ただ歩いているわけでなく、ただ姿勢をとっているのでなく、見られるための動き、見られるための姿勢ということなのでしょう。
先入観もあるでしょうが、学生の演舞に比べると洗練されていると感じます。
ここまでの舞台で一番強く引きつけられたのは、能楽師さんたちの声です。雑味のようなものがなく、純粋に聴かせるために必要な音が奏でられる楽器であるかのようです。人は修練を積むことによって、楽器のようにもなれるのかと思うと、感動と驚きを覚えます。
自分たちの出番を終えた学生たちが、客席に回って先輩たちの演舞をじっと見ているまなざしもとても印象的でした。いつかは、若木もあのように達することが出来るはず。そう信じて、芸を磨いて欲しいですね。
この能楽鑑賞会は、わたしたち一般の観客が楽しむという側面もあるでしょうが、何よりも志をもった若者たちが高いレベルに直接触れる機会として素晴らしいものではないでしょうか。撮影は控えましたが、第二部の能楽師による狂言「鞍馬参り」と能「天鼓」のどちらもパフォーマンス芸術として楽しめるものでした。狂言のストーリーテリングの可笑しみは現代に通じますし、能の抽象性や美意識は舞台を鏡にして鑑賞者の内面と照らし合うコンテンポラリーアート(現代美術)の観賞の楽しみに通じるように思いました。

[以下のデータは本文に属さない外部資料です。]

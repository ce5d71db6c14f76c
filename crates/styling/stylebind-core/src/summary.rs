//! Human readable summaries of context entries, used in logs and test diffs.

use serde::{Deserialize, Serialize};

use crate::context::StylingContext;
use crate::error::{Result, StylingError};
use crate::flags::{EntryFlags, MasterFlags};

#[derive(Clone, Debug, Default, PartialEq, Eq, Serialize, Deserialize)]
pub struct FlagSummary {
    pub dirty: bool,
    pub class: bool,
    pub sanitize: bool,
    pub player_builders_dirty: bool,
    pub only_process_single_classes: bool,
    pub binding_allocation_locked: bool,
}

#[derive(Clone, Debug, PartialEq, Eq, Serialize, Deserialize)]
pub struct EntrySummary {
    pub name: String,
    pub initial_index: Option<usize>,
    /// Counterpart entry, or the multi region start for the master summary.
    pub linked_index: Option<usize>,
    pub raw_flags: u8,
    pub flags: FlagSummary,
}

impl StylingContext {
    /// Summary of entry `index`, or of the context-wide flags when `index` is `None`.
    pub fn config_summary(&self, index: Option<usize>) -> Result<EntrySummary> {
        let Some(index) = index else {
            let m = self.master;
            return Ok(EntrySummary {
                name: "master config".to_string(),
                initial_index: None,
                linked_index: Some(self.multi_start),
                raw_flags: m.bits(),
                flags: FlagSummary {
                    dirty: m.contains(MasterFlags::DIRTY),
                    player_builders_dirty: m.contains(MasterFlags::PLAYER_BUILDERS_DIRTY),
                    only_process_single_classes: m
                        .contains(MasterFlags::ONLY_PROCESS_SINGLE_CLASSES),
                    binding_allocation_locked: m
                        .contains(MasterFlags::BINDING_ALLOCATION_LOCKED),
                    ..FlagSummary::default()
                },
            });
        };
        let entry = self.entries.get(index).ok_or(StylingError::IndexOutOfRange {
            index,
            len: self.entries.len(),
        })?;
        let f = entry.flags;
        Ok(EntrySummary {
            name: entry.prop.clone(),
            initial_index: entry.initial_index,
            linked_index: entry.counterpart,
            raw_flags: f.bits(),
            flags: FlagSummary {
                dirty: f.contains(EntryFlags::DIRTY),
                class: f.contains(EntryFlags::CLASS),
                sanitize: f.contains(EntryFlags::SANITIZE),
                ..FlagSummary::default()
            },
        })
    }

    pub fn summaries(&self) -> Vec<EntrySummary> {
        (0..self.entries.len())
            .filter_map(|i| self.config_summary(Some(i)).ok())
            .collect()
    }
}

/// One line per differing field, prefixed with the entry name. Flags are
/// compared through their decoded booleans.
pub fn compare_summaries(a: &EntrySummary, b: &EntrySummary) -> Vec<String> {
    let mut diffs = Vec::new();
    let mut check = |field: &str, lhs: String, rhs: String| {
        if lhs != rhs {
            diffs.push(format!("{}.{field}: {lhs} != {rhs}", a.name));
        }
    };
    check("name", a.name.clone(), b.name.clone());
    check(
        "initial_index",
        format!("{:?}", a.initial_index),
        format!("{:?}", b.initial_index),
    );
    check(
        "linked_index",
        format!("{:?}", a.linked_index),
        format!("{:?}", b.linked_index),
    );
    let (fa, fb) = (&a.flags, &b.flags);
    for (field, lhs, rhs) in [
        ("dirty", fa.dirty, fb.dirty),
        ("class", fa.class, fb.class),
        ("sanitize", fa.sanitize, fb.sanitize),
        ("player_builders_dirty", fa.player_builders_dirty, fb.player_builders_dirty),
        (
            "only_process_single_classes",
            fa.only_process_single_classes,
            fb.only_process_single_classes,
        ),
        (
            "binding_allocation_locked",
            fa.binding_allocation_locked,
            fb.binding_allocation_locked,
        ),
    ] {
        check(field, lhs.to_string(), rhs.to_string());
    }
    diffs
}
impl StylingContext {
    /// Applies the map-based `[class]` and `[style]` inputs of `directive`.
    ///
    /// Multi entries are diffed against the new keys in order: matching names
    /// are compared in place, names found further on are swapped into position,
    /// unknown names are inserted, and names no longer present are cleared.
    /// Keys beyond the existing entries are appended.
    pub fn update_styling_map(
        &mut self,
        classes: MapInput<ClassesValue>,
        styles: MapInput<StylesValue>,
        directive: Option<DirectiveId>,
    ) -> Result<()> {
        let directive_index = self.directive_index(directive)?;
        let element = self.element;

        let (classes_value, classes_builder) = split_input(classes, element, BindingType::Class);
        let (styles_value, styles_builder) = split_input(styles, element, BindingType::Style);

        let ignore_all_class_updates = self.limit_to_single_classes()
            || classes_value
                .as_ref()
                .map_or(true, |v| v.same_input(&self.cached_class_value));
        let ignore_all_style_updates = styles_value
            .as_ref()
            .map_or(true, |v| v.same_input(&self.cached_style_value));
        if ignore_all_class_updates && ignore_all_style_updates {
            return Ok(());
        }

        if let Some(v) = classes_value.clone() {
            self.cached_class_value = v;
        }
        if let Some(v) = styles_value {
            self.cached_style_value = v;
        }

        let mut player_builders_dirty = false;
        let classes_player_index = if classes_builder.is_some() {
            CLASS_MAP_PLAYER_SLOT
        } else {
            0
        };
        if self.has_player_builder_changed(classes_builder.is_some(), CLASS_MAP_PLAYER_SLOT) {
            self.set_player_builder(classes_builder, CLASS_MAP_PLAYER_SLOT);
            player_builders_dirty = true;
        }
        let styles_player_index = if styles_builder.is_some() {
            STYLE_MAP_PLAYER_SLOT
        } else {
            0
        };
        if self.has_player_builder_changed(styles_builder.is_some(), STYLE_MAP_PLAYER_SLOT) {
            self.set_player_builder(styles_builder, STYLE_MAP_PLAYER_SLOT);
            player_builders_dirty = true;
        }

        // styles keep their slots in the walk even when unchanged so classes line up behind them
        let mut items: Vec<(String, Value, bool)> = self
            .cached_style_value
            .props()
            .map(|p| (p.to_string(), self.cached_style_value.get(p), false))
            .collect();
        let classes_start = items.len();
        if let (Some(v), false) = (&classes_value, ignore_all_class_updates) {
            items.extend(class_items(v).into_iter().map(|(p, v)| (p, v, true)));
        }
        let prop_limit = items.len();

        let sanitizer = self.directives.style_sanitizer(directive_index).cloned();
        let should_process = |is_class: bool| {
            if is_class {
                !ignore_all_class_updates
            } else {
                !ignore_all_style_updates
            }
        };

        let mut dirty = false;
        let mut ctx_index = self.multi_start;
        let mut prop_index = 0;

        // aligned walk over existing multi entries
        while ctx_index < self.entries.len() && prop_index < prop_limit {
            let (new_prop, new_value, is_class) = (
                items[prop_index].0.as_str(),
                &items[prop_index].1,
                items[prop_index].2,
            );
            if should_process(is_class) {
                let player_index = if is_class {
                    classes_player_index
                } else {
                    styles_player_index
                };
                let entry = &self.entries[ctx_index];
                if entry.prop == new_prop && entry.is_class() == is_class {
                    let changed = has_value_changed(entry.flags, &entry.value, new_value);
                    let was_set = !entry.value.is_null();
                    self.set_owner(ctx_index, player_index, directive_index);
                    if changed {
                        let differs_from_initial = has_value_changed(
                            self.entries[ctx_index].flags,
                            self.initial_value(&self.entries[ctx_index]),
                            new_value,
                        );
                        self.entries[ctx_index].value = new_value.clone();
                        player_builders_dirty |= player_index > 0;
                        if was_set || differs_from_initial {
                            self.set_entry_dirty(ctx_index, true);
                            dirty = true;
                        }
                    }
                } else if let Some(found) = self.find_entry_position_by_prop(new_prop, is_class, ctx_index) {
                    self.swap_multi_entries(ctx_index, found);
                    let entry = &self.entries[ctx_index];
                    if has_value_changed(entry.flags, &entry.value, new_value) {
                        let was_set = !entry.value.is_null();
                        let differs_from_initial =
                            has_value_changed(entry.flags, self.initial_value(entry), new_value);
                        self.entries[ctx_index].value = new_value.clone();
                        self.set_owner(ctx_index, player_index, directive_index);
                        if was_set || differs_from_initial {
                            self.set_entry_dirty(ctx_index, true);
                            player_builders_dirty |= player_index > 0;
                            dirty = true;
                        }
                    }
                } else {
                    let (flags, initial_index) =
                        self.prepare_initial_flags(new_prop, is_class, sanitizer.as_deref());
                    player_builders_dirty |= player_index > 0;
                    self.insert_new_multi_property(
                        ctx_index,
                        Entry {
                            flags: flags | EntryFlags::DIRTY,
                            prop: new_prop.to_string(),
                            value: new_value.clone(),
                            initial_index,
                            counterpart: None,
                            directive_index,
                            player_builder_index: player_index,
                        },
                    );
                    dirty = true;
                }
            }
            ctx_index += 1;
            prop_index += 1;
        }

        // whatever is left was removed from the maps
        while ctx_index < self.entries.len() {
            let entry = &self.entries[ctx_index];
            let is_class = entry.is_class();
            if should_process(is_class) && value_exists(&entry.value, is_class) {
                let player_index = if is_class {
                    classes_player_index
                } else {
                    styles_player_index
                };
                self.entries[ctx_index].value = if is_class {
                    Value::Bool(false)
                } else {
                    Value::Null
                };
                self.set_owner(ctx_index, player_index, directive_index);
                self.set_entry_dirty(ctx_index, true);
                dirty = true;
            }
            ctx_index += 1;
        }

        // keys past the end of the context
        while prop_index < prop_limit {
            let (new_prop, new_value, is_class) = (
                items[prop_index].0.as_str(),
                &items[prop_index].1,
                items[prop_index].2,
            );
            if should_process(is_class) {
                let player_index = if is_class {
                    classes_player_index
                } else {
                    styles_player_index
                };
                let (flags, initial_index) =
                    self.prepare_initial_flags(new_prop, is_class, sanitizer.as_deref());
                player_builders_dirty |= player_index > 0;
                self.entries.push(Entry {
                    flags: flags | EntryFlags::DIRTY,
                    prop: new_prop.to_string(),
                    value: new_value.clone(),
                    initial_index,
                    counterpart: None,
                    directive_index,
                    player_builder_index: player_index,
                });
                dirty = true;
            }
            prop_index += 1;
        }

        if dirty {
            self.set_context_dirty(true);
            self.directives.set_dirty(directive_index, true);
        }
        if player_builders_dirty {
            self.set_player_builders_dirty();
        }
        log::trace!(
            "map update for directive #{directive_index}: {} styles, {} classes, dirty={dirty}",
            classes_start,
            prop_limit - classes_start
        );
        Ok(())
    }

    /// Writes the class binding at `offset` of `directive`.
    pub fn update_class_prop(
        &mut self,
        offset: usize,
        input: impl Into<PropInput>,
        directive: Option<DirectiveId>,
    ) -> Result<()> {
        self.update_single_styling_value(offset, input.into(), true, directive)
    }

    /// Writes the style binding at `offset` of `directive`.
    pub fn update_style_prop(
        &mut self,
        offset: usize,
        input: impl Into<PropInput>,
        directive: Option<DirectiveId>,
    ) -> Result<()> {
        self.update_single_styling_value(offset, input.into(), false, directive)
    }

    fn update_single_styling_value(
        &mut self,
        offset: usize,
        input: PropInput,
        is_class_based: bool,
        directive: Option<DirectiveId>,
    ) -> Result<()> {
        let directive_index = self.directive_index(directive)?;
        let single_index = self.resolve_single_prop_index(directive_index, offset, is_class_based)?;

        let (value, factory) = match input {
            PropInput::Value(v) => (v, None),
            PropInput::Bound(bound) => (bound.value, Some(bound.factory)),
        };

        let entry = &self.entries[single_index];
        let curr_flags = entry.flags;
        let curr_directive = entry.directive_index;
        let curr_player_index = entry.player_builder_index;
        if !has_value_changed(curr_flags, &entry.value, &value)
            || !allow_value_change(&entry.value, &value, curr_directive, directive_index)
        {
            return Ok(());
        }

        let is_class = curr_flags.is_class();
        let builder = factory.map(|f| {
            let binding_type = if is_class {
                BindingType::Class
            } else {
                BindingType::Style
            };
            new_builder(f, self.element, binding_type)
        });
        let has_builder = builder.is_some();

        let mut player_builders_dirty = false;
        let mut player_index = if has_builder { curr_player_index } else { 0 };
        if self.has_player_builder_changed(has_builder, curr_player_index) {
            let slot = self.set_player_builder(builder, curr_player_index);
            player_index = if has_builder { slot } else { 0 };
            player_builders_dirty = true;
        }

        if player_builders_dirty || curr_directive != directive_index {
            self.set_owner(single_index, player_index, directive_index);
        }
        if curr_directive != directive_index {
            let prop = &self.entries[single_index].prop;
            let sanitize = !is_class
                && self
                    .directives
                    .style_sanitizer(directive_index)
                    .is_some_and(|s| s.needs_sanitization(prop));
            self.entries[single_index]
                .flags
                .set(EntryFlags::SANITIZE, sanitize);
        }

        let multi_index = self.entries[single_index].counterpart;
        debug_assert!(multi_index.is_some(), "single entry without a multi counterpart");
        let value_for_multi = multi_index
            .map(|i| self.entries[i].value.clone())
            .unwrap_or_default();
        // a single write only dirties the pair when the visible value can change
        let changes_output =
            !value_for_multi.is_truthy() || has_value_changed(curr_flags, &value_for_multi, &value);
        let single_dirty = !(
            !value_exists(&value, is_class) && value_exists(&value_for_multi, is_class)
        );
        self.entries[single_index].value = value;

        if changes_output {
            if let Some(multi) = multi_index {
                self.set_entry_dirty(multi, !single_dirty);
            }
            self.set_entry_dirty(single_index, single_dirty);
            self.directives.set_dirty(directive_index, true);
            self.set_context_dirty(true);
        }
        if player_builders_dirty {
            self.set_player_builders_dirty();
        }
        Ok(())
    }

    /// Position of the multi entry named `prop` at or after `start`.
    fn find_entry_position_by_prop(&self, prop: &str, is_class: bool, start: usize) -> Option<usize> {
        self.entries[start..]
            .iter()
            .position(|e| e.prop == prop && e.is_class() == is_class)
            .map(|i| i + start)
    }

    /// Swaps two multi entries and re-points their single counterparts.
    fn swap_multi_entries(&mut self, a: usize, b: usize) {
        debug_assert!(a >= self.multi_start && b >= self.multi_start);
        self.entries.swap(a, b);
        for index in [a, b] {
            if let Some(single) = self.entries[index].counterpart {
                self.entries[single].counterpart = Some(index);
            }
        }
    }

    /// Inserts a multi entry at `index` and re-points singles of the entries it displaced.
    fn insert_new_multi_property(&mut self, index: usize, entry: Entry) {
        let shifts = index < self.entries.len();
        log::debug!("inserting map entry `{}` at {index}", entry.prop);
        self.entries.insert(index, entry);
        if shifts {
            self.update_single_pointer_values(index + 1);
        }
    }

    fn update_single_pointer_values(&mut self, start: usize) {
        for index in start..self.entries.len() {
            if let Some(single) = self.entries[index].counterpart {
                self.entries[single].counterpart = Some(index);
            }
        }
    }
}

そして、こうした能・狂言も、能舞台という考えつくされた舞台装置があってこそでしょう。様々な演目を受け入れ演者を引き立てるために、極限までそぎ落とされたシンプルな構造。床下に埋め込まれた甕などの音響の工夫。舞台下に敷き詰めた白石で光を反射させるなどの照明の工夫。その前提があって、謡も舞も芝居も存分に威力を発揮するのだと思われます。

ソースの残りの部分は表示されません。